----- Data excerpts

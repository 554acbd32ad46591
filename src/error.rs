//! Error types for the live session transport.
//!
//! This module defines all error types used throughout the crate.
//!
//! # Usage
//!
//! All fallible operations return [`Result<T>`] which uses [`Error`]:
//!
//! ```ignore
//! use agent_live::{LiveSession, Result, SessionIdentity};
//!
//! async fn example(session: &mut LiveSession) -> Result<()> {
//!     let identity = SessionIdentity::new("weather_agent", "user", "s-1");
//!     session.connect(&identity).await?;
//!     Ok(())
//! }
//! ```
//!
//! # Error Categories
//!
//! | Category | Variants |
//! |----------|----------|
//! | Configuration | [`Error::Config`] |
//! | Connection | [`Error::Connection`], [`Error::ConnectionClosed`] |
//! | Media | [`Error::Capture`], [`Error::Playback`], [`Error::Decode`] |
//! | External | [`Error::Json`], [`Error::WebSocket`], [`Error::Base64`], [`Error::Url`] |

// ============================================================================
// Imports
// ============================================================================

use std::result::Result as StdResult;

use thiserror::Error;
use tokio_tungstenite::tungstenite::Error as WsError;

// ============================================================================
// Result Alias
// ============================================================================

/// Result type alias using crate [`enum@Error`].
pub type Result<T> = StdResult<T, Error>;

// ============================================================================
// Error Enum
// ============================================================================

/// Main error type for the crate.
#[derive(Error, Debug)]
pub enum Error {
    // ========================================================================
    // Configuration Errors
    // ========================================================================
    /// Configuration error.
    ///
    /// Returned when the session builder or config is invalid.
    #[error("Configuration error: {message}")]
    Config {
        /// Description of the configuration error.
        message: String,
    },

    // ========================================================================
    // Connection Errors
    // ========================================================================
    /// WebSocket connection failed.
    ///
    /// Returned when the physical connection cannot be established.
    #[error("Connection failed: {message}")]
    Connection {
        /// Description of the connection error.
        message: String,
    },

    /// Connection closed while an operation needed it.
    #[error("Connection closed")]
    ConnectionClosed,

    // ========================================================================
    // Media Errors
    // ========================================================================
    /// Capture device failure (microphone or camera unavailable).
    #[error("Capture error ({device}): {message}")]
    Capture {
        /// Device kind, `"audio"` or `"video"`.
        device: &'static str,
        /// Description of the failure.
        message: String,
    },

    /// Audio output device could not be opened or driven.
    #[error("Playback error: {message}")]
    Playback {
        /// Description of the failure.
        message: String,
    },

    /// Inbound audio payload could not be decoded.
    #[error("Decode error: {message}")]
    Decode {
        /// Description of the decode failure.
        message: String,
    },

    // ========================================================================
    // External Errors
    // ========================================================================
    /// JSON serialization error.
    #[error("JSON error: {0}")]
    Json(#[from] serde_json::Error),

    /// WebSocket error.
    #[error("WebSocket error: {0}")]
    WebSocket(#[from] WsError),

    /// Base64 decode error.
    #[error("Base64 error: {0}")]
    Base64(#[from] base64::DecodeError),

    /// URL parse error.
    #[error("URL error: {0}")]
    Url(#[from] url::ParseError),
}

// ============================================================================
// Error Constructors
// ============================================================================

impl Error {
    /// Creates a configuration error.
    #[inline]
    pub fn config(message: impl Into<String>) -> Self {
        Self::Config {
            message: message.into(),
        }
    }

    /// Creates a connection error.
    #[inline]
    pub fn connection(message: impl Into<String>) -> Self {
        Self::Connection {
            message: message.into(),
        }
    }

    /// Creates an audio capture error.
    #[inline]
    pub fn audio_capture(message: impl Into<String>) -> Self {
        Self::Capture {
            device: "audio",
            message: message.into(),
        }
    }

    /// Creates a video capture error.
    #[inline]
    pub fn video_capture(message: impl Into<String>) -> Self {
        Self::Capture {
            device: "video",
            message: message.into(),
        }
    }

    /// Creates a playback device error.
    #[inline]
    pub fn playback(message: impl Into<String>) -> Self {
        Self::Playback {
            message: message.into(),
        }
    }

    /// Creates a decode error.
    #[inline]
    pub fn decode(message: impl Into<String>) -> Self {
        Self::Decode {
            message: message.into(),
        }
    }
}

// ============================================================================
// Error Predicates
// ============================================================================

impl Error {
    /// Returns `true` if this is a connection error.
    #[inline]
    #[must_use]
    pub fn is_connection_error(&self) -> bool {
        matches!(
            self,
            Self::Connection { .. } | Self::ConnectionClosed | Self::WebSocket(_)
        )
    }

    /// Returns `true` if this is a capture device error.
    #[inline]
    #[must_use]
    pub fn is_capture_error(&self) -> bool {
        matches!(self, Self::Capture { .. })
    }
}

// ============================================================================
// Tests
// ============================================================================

----------
----- Data excerpts

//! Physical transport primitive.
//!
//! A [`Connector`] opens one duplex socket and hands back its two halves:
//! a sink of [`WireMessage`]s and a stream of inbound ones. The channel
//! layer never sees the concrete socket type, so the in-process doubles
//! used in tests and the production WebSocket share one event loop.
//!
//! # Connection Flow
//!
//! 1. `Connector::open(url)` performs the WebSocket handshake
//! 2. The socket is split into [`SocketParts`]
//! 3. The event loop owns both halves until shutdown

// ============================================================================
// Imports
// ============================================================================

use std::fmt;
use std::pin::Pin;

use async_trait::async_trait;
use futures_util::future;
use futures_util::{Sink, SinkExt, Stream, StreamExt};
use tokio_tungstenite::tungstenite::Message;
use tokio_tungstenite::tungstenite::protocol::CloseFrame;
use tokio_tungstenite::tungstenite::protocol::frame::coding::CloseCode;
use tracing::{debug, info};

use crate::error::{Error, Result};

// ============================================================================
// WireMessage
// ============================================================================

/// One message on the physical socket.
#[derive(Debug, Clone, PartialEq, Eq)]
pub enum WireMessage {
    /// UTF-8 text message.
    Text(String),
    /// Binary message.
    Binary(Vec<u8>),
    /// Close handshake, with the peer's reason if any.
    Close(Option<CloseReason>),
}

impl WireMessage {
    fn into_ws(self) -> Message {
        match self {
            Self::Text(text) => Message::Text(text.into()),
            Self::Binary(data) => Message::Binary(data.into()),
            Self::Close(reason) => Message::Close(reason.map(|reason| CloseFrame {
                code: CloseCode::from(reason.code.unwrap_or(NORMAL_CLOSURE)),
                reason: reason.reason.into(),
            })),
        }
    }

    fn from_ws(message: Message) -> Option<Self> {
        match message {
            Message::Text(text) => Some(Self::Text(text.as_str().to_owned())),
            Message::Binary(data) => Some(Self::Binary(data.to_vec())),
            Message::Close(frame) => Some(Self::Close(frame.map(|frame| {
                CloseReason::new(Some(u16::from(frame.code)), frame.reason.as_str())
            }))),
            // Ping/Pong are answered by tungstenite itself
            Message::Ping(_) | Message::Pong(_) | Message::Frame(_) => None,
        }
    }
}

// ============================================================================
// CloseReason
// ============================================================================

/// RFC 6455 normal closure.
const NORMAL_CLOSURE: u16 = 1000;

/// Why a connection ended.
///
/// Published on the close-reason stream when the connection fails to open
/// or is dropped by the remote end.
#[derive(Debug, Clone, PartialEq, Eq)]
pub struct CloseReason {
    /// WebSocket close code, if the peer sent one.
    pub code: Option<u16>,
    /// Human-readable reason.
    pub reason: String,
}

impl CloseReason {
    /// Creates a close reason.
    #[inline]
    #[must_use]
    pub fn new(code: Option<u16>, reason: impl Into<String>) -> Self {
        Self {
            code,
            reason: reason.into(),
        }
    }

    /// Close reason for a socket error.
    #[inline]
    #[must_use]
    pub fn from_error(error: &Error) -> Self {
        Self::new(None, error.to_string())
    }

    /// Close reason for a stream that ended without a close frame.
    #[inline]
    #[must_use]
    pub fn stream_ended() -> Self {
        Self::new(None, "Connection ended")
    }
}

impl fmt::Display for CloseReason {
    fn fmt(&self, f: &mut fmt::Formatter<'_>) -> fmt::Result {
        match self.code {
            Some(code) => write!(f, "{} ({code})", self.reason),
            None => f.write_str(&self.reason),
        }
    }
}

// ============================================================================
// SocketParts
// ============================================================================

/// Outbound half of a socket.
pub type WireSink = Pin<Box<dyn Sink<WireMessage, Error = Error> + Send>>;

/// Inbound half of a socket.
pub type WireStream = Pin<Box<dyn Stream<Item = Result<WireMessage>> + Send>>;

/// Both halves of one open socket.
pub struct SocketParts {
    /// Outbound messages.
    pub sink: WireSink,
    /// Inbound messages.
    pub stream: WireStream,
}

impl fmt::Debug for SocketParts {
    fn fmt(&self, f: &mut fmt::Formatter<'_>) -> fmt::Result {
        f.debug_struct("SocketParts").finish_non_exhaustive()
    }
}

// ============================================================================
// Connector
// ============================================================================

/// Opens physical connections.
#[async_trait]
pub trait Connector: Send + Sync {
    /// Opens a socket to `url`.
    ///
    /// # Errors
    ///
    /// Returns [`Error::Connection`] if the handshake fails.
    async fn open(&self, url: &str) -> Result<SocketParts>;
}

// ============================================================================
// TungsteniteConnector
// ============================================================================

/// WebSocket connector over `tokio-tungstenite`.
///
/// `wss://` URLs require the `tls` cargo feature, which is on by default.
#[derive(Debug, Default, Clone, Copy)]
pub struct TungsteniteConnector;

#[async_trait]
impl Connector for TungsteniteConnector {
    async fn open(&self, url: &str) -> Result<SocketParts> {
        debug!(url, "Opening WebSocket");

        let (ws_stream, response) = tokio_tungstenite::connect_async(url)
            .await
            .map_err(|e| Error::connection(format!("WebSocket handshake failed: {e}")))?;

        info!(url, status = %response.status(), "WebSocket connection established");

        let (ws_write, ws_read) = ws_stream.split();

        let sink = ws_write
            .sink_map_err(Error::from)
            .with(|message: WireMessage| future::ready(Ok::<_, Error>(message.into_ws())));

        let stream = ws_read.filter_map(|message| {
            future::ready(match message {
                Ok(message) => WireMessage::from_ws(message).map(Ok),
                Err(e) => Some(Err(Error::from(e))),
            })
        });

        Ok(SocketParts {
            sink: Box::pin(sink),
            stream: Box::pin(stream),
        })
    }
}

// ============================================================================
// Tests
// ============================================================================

----------

- [Work required]:
Lines with "None" in the records: how many are there? Give only the number.

- [Final answer]:
4